When set to the “Bass and Top Cut”
position, the tone control modifies the
audio so that speech passes through
normally, while music signals will be
devoid of highs and lows. Other positions give normal wide-range audio
and audio with varying degrees of
tone top cut. This helped listeners get
the best out of the receiver in difficult
listening environments.
As mentioned before, the 6N8 audio
stage has higher amplification than the
usual triode audio stage. Its output is
fed to a 6M5 power amplifier stage.
Feedback is achieved via the voice
coil to C33, the 6N8 screen bypass
capacitor.
90 Silicon Chip
The audio output transformer (T2)
is larger than usual and the speaker
is a substantial 6 x 9-inch unit, so the
audio quality is much better than from
the average mantel receiver. However,
this set would need a rather large mantelpiece as it is far from small.

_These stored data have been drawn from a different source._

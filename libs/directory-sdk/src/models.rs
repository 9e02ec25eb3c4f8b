use serde::{Deserialize, Serialize};
use utoipa::ToSchema;
use uuid::Uuid;

/// Role of a directory user. Immutable for the lifetime of a request.
#[derive(Debug, Clone, Copy, PartialEq, Eq, Hash, Serialize, Deserialize, ToSchema)]
#[serde(rename_all = "lowercase")]
pub enum Role {
    Admin,
    Mentor,
    Mentee,
}

impl Role {
    #[must_use]
    pub fn as_str(self) -> &'static str {
        match self {
            Self::Admin => "admin",
            Self::Mentor => "mentor",
            Self::Mentee => "mentee",
        }
    }
}

impl std::str::FromStr for Role {
    type Err = ();

    fn from_str(s: &str) -> Result<Self, Self::Err> {
        match s {
            "admin" => Ok(Self::Admin),
            "mentor" => Ok(Self::Mentor),
            "mentee" => Ok(Self::Mentee),
            _ => Err(()),
        }
    }
}

impl std::fmt::Display for Role {
    fn fmt(&self, f: &mut std::fmt::Formatter<'_>) -> std::fmt::Result {
        f.write_str(self.as_str())
    }
}

/// Role-specific profile data, tagged per role so no untyped fields leak
/// into the core.
#[derive(Debug, Clone, PartialEq, Eq, Serialize, Deserialize, ToSchema)]
#[serde(tag = "role", rename_all = "lowercase")]
pub enum Profile {
    Admin,
    Mentor {
        #[serde(default)]
        skills: Vec<String>,
        #[serde(default)]
        goals: Option<String>,
    },
    Mentee {
        #[serde(default)]
        goals: Option<String>,
    },
}

impl Profile {
    #[must_use]
    pub fn role(&self) -> Role {
        match self {
            Self::Admin => Role::Admin,
            Self::Mentor { .. } => Role::Mentor,
            Self::Mentee { .. } => Role::Mentee,
        }
    }
}

/// A full directory user record.
#[derive(Debug, Clone, PartialEq, Eq, Serialize, Deserialize, ToSchema)]
pub struct UserRecord {
    pub id: Uuid,
    pub name: String,
    pub email: String,
    #[serde(flatten)]
    pub profile: Profile,
}

impl UserRecord {
    #[must_use]
    pub fn role(&self) -> Role {
        self.profile.role()
    }

    /// Denormalized summary for read-side joins.
    #[must_use]
    pub fn summary(&self) -> UserSummary {
        let (skills, goals) = match &self.profile {
            Profile::Mentor { skills, goals } => (skills.clone(), goals.clone()),
            Profile::Mentee { goals } => (Vec::new(), goals.clone()),
            Profile::Admin => (Vec::new(), None),
        };
        UserSummary {
            id: self.id,
            name: self.name.clone(),
            email: self.email.clone(),
            skills,
            goals,
        }
    }
}

/// Counterpart details attached to list responses (name, email, skills,
/// goals). Assembled at read time, never stored.
#[derive(Debug, Clone, PartialEq, Eq, Serialize, Deserialize, ToSchema)]
pub struct UserSummary {
    pub id: Uuid,
    pub name: String,
    pub email: String,
    #[serde(default)]
    pub skills: Vec<String>,
    #[serde(default)]
    pub goals: Option<String>,
}
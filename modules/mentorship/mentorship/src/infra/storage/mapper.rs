//! Row-to-model conversions. Statuses are stored as their exact wire
//! literals; anything else in the column is data corruption and surfaces
//! as a database error rather than being coerced.

use mentorship_sdk::{MentorshipRequest, RequestStatus, Session, SessionStatus};

use crate::domain::error::DomainError;
use crate::infra::storage::entity::{request, session};

pub(crate) fn request_status(raw: &str) -> Result<RequestStatus, DomainError> {
    match raw {
        "Pending" => Ok(RequestStatus::Pending),
        "Accepted" => Ok(RequestStatus::Accepted),
        "Rejected" => Ok(RequestStatus::Rejected),
        other => Err(DomainError::database(format!(
            "unknown request status in storage: '{other}'"
        ))),
    }
}

pub(crate) fn session_status(raw: &str) -> Result<SessionStatus, DomainError> {
    match raw {
        "Pending" => Ok(SessionStatus::Pending),
        "Accepted" => Ok(SessionStatus::Accepted),
        "Rejected" => Ok(SessionStatus::Rejected),
        other => Err(DomainError::database(format!(
            "unknown session status in storage: '{other}'"
        ))),
    }
}

pub(crate) fn request_from_model(model: request::Model) -> Result<MentorshipRequest, DomainError> {
    Ok(MentorshipRequest {
        id: model.id,
        mentor_id: model.mentor_id,
        mentee_id: model.mentee_id,
        status: request_status(&model.status)?,
        created_at: model.created_at,
        updated_at: model.updated_at,
    })
}

pub(crate) fn session_from_model(model: session::Model) -> Result<Session, DomainError> {
    Ok(Session {
        id: model.id,
        mentor_id: model.mentor_id,
        mentee_id: model.mentee_id,
        date: model.date,
        status: session_status(&model.status)?,
        created_at: model.created_at,
    })
}
use sea_orm::entity::prelude::*;
use time::OffsetDateTime;
use uuid::Uuid;

#[derive(Clone, Debug, PartialEq, DeriveEntityModel)]
#[sea_orm(table_name = "sessions")]
pub struct Model {
    #[sea_orm(primary_key, auto_increment = false)]
    pub id: Uuid,
    pub mentor_id: Uuid,
    pub mentee_id: Uuid,
    pub date: OffsetDateTime,
    pub status: String,
    pub created_at: OffsetDateTime,
}

#[derive(Copy, Clone, Debug, EnumIter, DeriveRelation)]
pub enum Relation {}

impl ActiveModelBehavior for ActiveModel {}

That
said, the lack of miniaturisation has
helped to give the set an air of quality
and performance.
The power supply is conventional
and uses a 6V4 rectifier which has
higher ratings than the commonly
used 6X4. Back bias is used to delay
the AGC and to provide a fixed initial
bias on the converter and IF valves.
The 6M5 also receives back bias, while
the 6N8 audio stage has its cathode
biased via R16.
Note that because the cathode of the
6N8 has no bypass capacitor, there is
negative feedback which improves
the audio quality and stability of the
audio stages.
Restoring the cabinet
My HMV 42-71 radio receiver was
offered to me in a very bedraggled
state several years ago. At the time,
it looked interesting, was fairly large
and had several band
spread shortwave bands. And it certainly looked
like it could do with a good home. It
was covered in dust, the cabinet was
dull, the knobs were missing and the
inside was covered in a thick layer of
white dust from the feed in the cowshed in which it had been sitting for
many years!
What a place to have such a set – it
must have been used to serenade the
cows while they were being milked!
Mice hadn’t done much damage
but someone (presumably a rat) had
soldered metal extensions (in the
form of bronze welding rod) to the
control shafts to make it possible to
operate the set without its knobs. So
it wasn’t in very good condition when
I acquired it.
Naturally, I had to remove the
bronze welding rod “controls” before
I could extract the set from its case. It
was also obvious that the original back
had been broken as a quite different
back had been fitted, although the
screw holes all lined up OK. It was
obviously another HMV cabinet back
www.siliconchip.com.au
but not the one specifically designed
for this receiver.
The back was easily removed by
undoing four screws, after which the
set was placed face-down on a blanket
so that the four screws holding the
chassis to the case could be removed.
However, when I tried to extract the
chassis, something seemed to be holding it in place. A closer inspection
revealed that there were two screws
and clamps that held the edge of the
speaker baffle in place. These were
loosened, the clamps moved to one
side and then the chassis slid out of
the cabinet quite easily.
That done, I gave the cabinet a
good bath in the laundry tub, using
dish
washing detergent and a small
scrubbing brush. It was soon clean.
I then gave it a good workout using
automotive cut and polish and it came
up looking almost like new (for more
on restoring bakelite cabinets, see my
article on this subject in the July 2001
issue of SILICON CHIP).
Unfortunately, I didn’t know exactly
what the original knobs looked like so
I used some that I had which appeared
to suit the set.
The speaker grille was a light coloured plastic perforated panel attached
to the speaker and chassis. It looked
disgusting, being covered with grime
from its time in the cowshed. I cleaned
it in the same way as the cabinet but
because there are so many nooks and
crannies in its construction, I couldn’t
get it thoroughly clean.
In the end, I decided to remove it
from the set and give it a couple of
coats of gold-coloured enamel spray
paint. This went on well and it looked
a million dollars compared to its original state.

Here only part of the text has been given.